Enology

Haloanisoles and new barrels: highlighting the role played by molds Original language of the article: French.

The aging of wine in oak barrels has enjoyed renewed interest with the advent of modern enology and the demonstration of its importance in giving expression to the finest wines. With a standard capacity of 225 L, potentially 300 bottles of 75 cL, any untoward incident involving a barrel can be highly detrimental to the producer. For this reason, preventing the accidental presence of 2,4,6-trichloroanisole (TCA) in barrels has been a major technical and economic issue for the cooperage sector for several years.

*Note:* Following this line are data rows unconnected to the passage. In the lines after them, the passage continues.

//! Error types for transfer intent validation

use thiserror::Error;

/// Reasons a transfer intent is rejected before any network activity
#[derive(Error, Debug, Clone, PartialEq, Eq)]
pub enum IntentValidationError {
	#[error("Invalid amount: must be greater than zero")]
	ZeroAmount,

	#[error("Origin and destination chains must differ (both are {chain_id})")]
	SameChain { chain_id: u64 },

	#[error("Invalid recipient address: {recipient}")]
	InvalidRecipient { recipient: String },

	#[error("Missing required field: {field}")]
	MissingRequiredField { field: String },

	#[error("Token {symbol} is not registered on chain {chain_id}")]
	UnknownToken { chain_id: u64, symbol: String },
}

pub type IntentValidationResult<T> = Result<T, IntentValidationError>;
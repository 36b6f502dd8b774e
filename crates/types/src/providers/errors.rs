//! Error types for chain connectivity and on-chain operations

use alloy::primitives::TxHash;
use thiserror::Error;

/// Failures reported by a [`ChainClient`](super::ChainClient)
///
/// Implementations map their transport's native errors into these variants
/// from the structure of the error (JSON-RPC payload, revert data, elapsed
/// deadline), never from message text.
#[derive(Error, Debug, Clone, PartialEq, Eq)]
pub enum ChainError {
	#[error("RPC transport failure on chain {chain_id}: {reason}")]
	Transport { chain_id: u64, reason: String },

	#[error("RPC request rejected on chain {chain_id} (code {code}): {message}")]
	Rejected {
		chain_id: u64,
		code: i64,
		message: String,
	},

	#[error("Execution reverted on chain {chain_id}: {reason}")]
	Reverted {
		chain_id: u64,
		tx_hash: Option<TxHash>,
		reason: String,
	},

	#[error("Insufficient funds on chain {chain_id}: {reason}")]
	InsufficientFunds { chain_id: u64, reason: String },

	#[error("{operation} timed out on chain {chain_id} after {timeout_ms}ms")]
	Timeout {
		chain_id: u64,
		operation: String,
		timeout_ms: u64,
	},

	/// A submission did not return in time; the transaction may still have
	/// been broadcast, so it must not be resubmitted blindly
	#[error("{operation} on chain {chain_id} unconfirmed after {timeout_ms}ms")]
	SubmissionUnconfirmed {
		chain_id: u64,
		operation: String,
		timeout_ms: u64,
	},

	#[error("Invalid RPC endpoint for chain {chain_id}: {reason}")]
	InvalidEndpoint { chain_id: u64, reason: String },

	#[error("Signer error: {0}")]
	Signer(String),

	#[error("Malformed chain response on chain {chain_id}: {reason}")]
	Decode { chain_id: u64, reason: String },
}

impl ChainError {
	pub fn timeout(chain_id: u64, operation: impl Into<String>, timeout_ms: u64) -> Self {
		Self::Timeout {
			chain_id,
			operation: operation.into(),
			timeout_ms,
		}
	}

	/// Chain the error originated from, when known
	pub fn chain_id(&self) -> Option<u64> {
		match self {
			ChainError::Transport { chain_id, .. }
			| ChainError::Rejected { chain_id, .. }
			| ChainError::Reverted { chain_id, .. }
			| ChainError::InsufficientFunds { chain_id, .. }
			| ChainError::Timeout { chain_id, .. }
			| ChainError::SubmissionUnconfirmed { chain_id, .. }
			| ChainError::InvalidEndpoint { chain_id, .. }
			| ChainError::Decode { chain_id, .. } => Some(*chain_id),
			ChainError::Signer(_) => None,
		}
	}
}

pub type ChainResult<T> = Result<T, ChainError>;

/// Provider pool failures
#[derive(Error, Debug, Clone, PartialEq, Eq)]
pub enum ProviderError {
	#[error("Provider initialization failed for chain {chain_id}: {cause}")]
	Init {
		chain_id: u64,
		#[source]
		cause: ChainError,
	},

	#[error("No provider configured for chain {chain_id}")]
	NotConfigured { chain_id: u64 },
}

impl ProviderError {
	pub fn chain_id(&self) -> u64 {
		match self {
			ProviderError::Init { chain_id, .. } | ProviderError::NotConfigured { chain_id } => {
				*chain_id
			},
		}
	}
}
//! Bridge service models
//!
//! Typed views of the Across REST API responses that the engine consumes.
//! Wire formats live in the adapter; these are already parsed into chain
//! primitives.

pub mod errors;
pub mod traits;

pub use errors::{BridgeApiError, BridgeApiResult};
pub use traits::BridgeApi;

use alloy::primitives::{Address, TxHash, U256};
use serde::{Deserialize, Serialize};

/// An enabled origin/destination token pair
#[derive(Debug, Clone, PartialEq, Eq, Serialize, Deserialize)]
#[serde(rename_all = "camelCase")]
pub struct BridgeRoute {
	pub origin_chain_id: u64,
	pub destination_chain_id: u64,
	pub origin_token: Address,
	pub destination_token: Address,
	pub origin_token_symbol: String,
	pub is_native: bool,
}

/// Parameters of a fee quote request
#[derive(Debug, Clone, PartialEq, Eq, Serialize, Deserialize)]
#[serde(rename_all = "camelCase")]
pub struct FeeRequest {
	pub input_token: Address,
	pub output_token: Address,
	pub origin_chain_id: u64,
	pub destination_chain_id: u64,
	pub amount: U256,
	pub depositor: Option<Address>,
	pub recipient: Option<Address>,
}

/// Deposit limits reported alongside a quote, in input token base units
#[derive(Debug, Clone, Copy, PartialEq, Eq, Serialize, Deserialize, Default)]
#[serde(rename_all = "camelCase")]
pub struct DepositLimits {
	pub min_deposit: U256,
	pub max_deposit: U256,
	pub max_deposit_instant: U256,
}

impl DepositLimits {
	pub fn contains(&self, amount: U256) -> bool {
		amount >= self.min_deposit && amount <= self.max_deposit
	}
}

/// Relay fee quote for one transfer
#[derive(Debug, Clone, PartialEq, Eq, Serialize, Deserialize)]
#[serde(rename_all = "camelCase")]
pub struct RelayQuote {
	/// Quote identifier assigned by the service, when it returns one
	pub quote_id: Option<String>,
	/// Total fee deducted by the relay, in input token base units
	pub total_relay_fee: U256,
	pub relayer_capital_fee: U256,
	pub relayer_gas_fee: U256,
	/// Liquidity provider fee, in input token base units
	pub lp_fee: U256,
	/// Amount the recipient receives on the destination chain
	pub output_amount: U256,
	pub estimated_fill_time_seconds: u64,
	/// Quote timestamp to pass to the deposit
	pub timestamp: u32,
	pub fill_deadline: u32,
	pub exclusive_relayer: Address,
	pub exclusivity_deadline: u32,
	/// SpokePool on the origin chain that must receive the deposit
	pub spoke_pool: Address,
	pub limits: DepositLimits,
	pub is_amount_too_low: bool,
}

/// Fill lifecycle of a deposit as reported by the bridge service
#[derive(Debug, Clone, Copy, PartialEq, Eq, Serialize, Deserialize)]
#[serde(rename_all = "lowercase")]
pub enum FillStatus {
	Pending,
	Filled,
	Expired,
	Refunded,
}

impl FillStatus {
	/// Whether the deposit will never be filled
	pub fn is_failure(&self) -> bool {
		matches!(self, FillStatus::Expired | FillStatus::Refunded)
	}
}

/// Deposit tracking record
#[derive(Debug, Clone, PartialEq, Eq, Serialize, Deserialize)]
#[serde(rename_all = "camelCase")]
pub struct DepositStatus {
	pub status: FillStatus,
	pub deposit_id: Option<String>,
	pub fill_tx_hash: Option<TxHash>,
	pub destination_chain_id: Option<u64>,
}

impl DepositStatus {
	pub fn pending() -> Self {
		Self {
			status: FillStatus::Pending,
			deposit_id: None,
			fill_tx_hash: None,
			destination_chain_id: None,
		}
	}
}

#[cfg(test)]
mod tests {
	use super::*;

	#[test]
	fn test_deposit_limits_inclusive_bounds() {
		let limits = DepositLimits {
			min_deposit: U256::from(1_000_000u64),
			max_deposit: U256::from(5_000_000_000u64),
			max_deposit_instant: U256::from(1_000_000_000u64),
		};
		assert!(limits.contains(U256::from(1_000_000u64)));
		assert!(limits.contains(U256::from(5_000_000_000u64)));
		assert!(!limits.contains(U256::from(999_999u64)));
		assert!(!limits.contains(U256::from(5_000_000_001u64)));
	}

	#[test]
	fn test_fill_status_wire_names() {
		let status: FillStatus = serde_json::from_str("\"refunded\"").unwrap();
		assert_eq!(status, FillStatus::Refunded);
		assert!(status.is_failure());
		assert!(!FillStatus::Pending.is_failure());
		assert!(!FillStatus::Filled.is_failure());
	}
}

LEC laboratory is closely involved with this sector, and since 2012 has been offering a haloanisole control system for new barrels based on the principle of dynamic sampling of volatile organic compounds (VOCs)1. In 2015 in the United States, a wine aged in a French oak barrel was found to have a concentration of 11 ng/L of TCA (2,4,6-trichloroanisole), whereas it had tested negative when leaving production. The wine also contained 82 ng/L of TCP (2,4,6-trichlorophenol), a TCA precursor. This very unusual concentration suggested a possible natural conversion of TCP to TCA, either during vinification or during container transport. Malolactic fermentation trials in the presence of halophenols did not confirm their transformation into their respective haloanisoles during MLF. The existence of molds likely to develop inside new barrels has been considered. This phenomenon has been well documented in premises containing structural timber elements treated with pentachlorophenol preparations which, over time and under the action of mold, end up contaminating the atmosphere with haloanisoles2 3 4 5.

Purpose of this study

Assess the ability of common molds to transform halophenols into haloanisoles inside new barrels. The observations led LEC laboratory to develop its barrel control system, to analyze for the presence of all these compounds.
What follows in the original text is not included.